TASK GOAL: Report each line of the records below that holds the word "Repositories".

MATERIAL SHOWN:
··········
//! Where each artifact lives in the target project, and under which namespace.

use crate::config::GeneratorConfig;
use std::path::PathBuf;

impl GeneratorConfig {
    pub fn models_namespace(&self) -> String {
        self.ns(&["Models"])
    }

    pub fn model_fqcn(&self, model: &str) -> String {
        format!("{}\\{model}", self.models_namespace())
    }

    pub fn model_path(&self, model: &str) -> PathBuf {
        self.app_path(format!("Models/{model}.php"))
    }

    pub fn base_model_path(&self) -> PathBuf {
        self.app_path("Models/BaseModel.php")
    }

    pub fn factory_path(&self, model: &str) -> PathBuf {
        self.database_path(format!("factories/{model}Factory.php"))
    }

    pub fn repository_namespace(&self, directory: &str) -> String {
        self.ns(&["Repositories", directory])
    }

    pub fn repository_path(&self, directory: &str, class: &str) -> PathBuf {
        self.app_path(format!("Repositories/{directory}/{class}.php"))
    }

    pub fn support_namespace(&self) -> String {
        self.ns(&["Support"])
    }

    pub fn support_path(&self, class: &str) -> PathBuf {
        self.app_path(format!("Support/{class}.php"))
    }

    pub fn use_case_namespace(&self, directory: &str) -> String {
        self.ns(&["UseCases", directory])
    }

    pub fn use_case_path(&self, directory: &str, class: &str) -> PathBuf {
        self.app_path(format!("UseCases/{directory}/{class}.php"))
    }

    pub fn action_namespace(&self, directory: &str) -> String {
        self.ns(&["Http", "Actions", directory])
    }

    pub fn action_path(&self, directory: &str, class: &str) -> PathBuf {
        self.app_path(format!("Http/Actions/{directory}/{class}.php"))
    }

    pub fn controller_fqcn(&self) -> String {
        self.ns(&["Http", "Controllers", "Controller"])
    }

    pub fn traits_namespace(&self) -> String {
        self.ns(&["Traits"])
    }

    pub fn api_responser_fqcn(&self) -> String {
        format!("{}\\ApiResponser", self.traits_namespace())
    }

    pub fn api_responser_path(&self) -> PathBuf {
        self.app_path("Traits/ApiResponser.php")
    }

    pub fn requests_namespace(&self) -> String {
        self.ns(&["Http", "Requests"])
    }

    pub fn request_path(&self, class: &str) -> PathBuf {
        self.app_path(format!("Http/Requests/{class}.php"))
    }

    pub fn route_file_path(&self, class: &str) -> PathBuf {
        self.app_path(format!("Routes/{class}Routes.php"))
    }

    pub fn providers_namespace(&self) -> String {
        self.ns(&["Providers"])
    }
}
··········
EXERCISE RESULT:
        self.ns(&["Repositories", directory])
        self.app_path(format!("Repositories/{directory}/{class}.php"))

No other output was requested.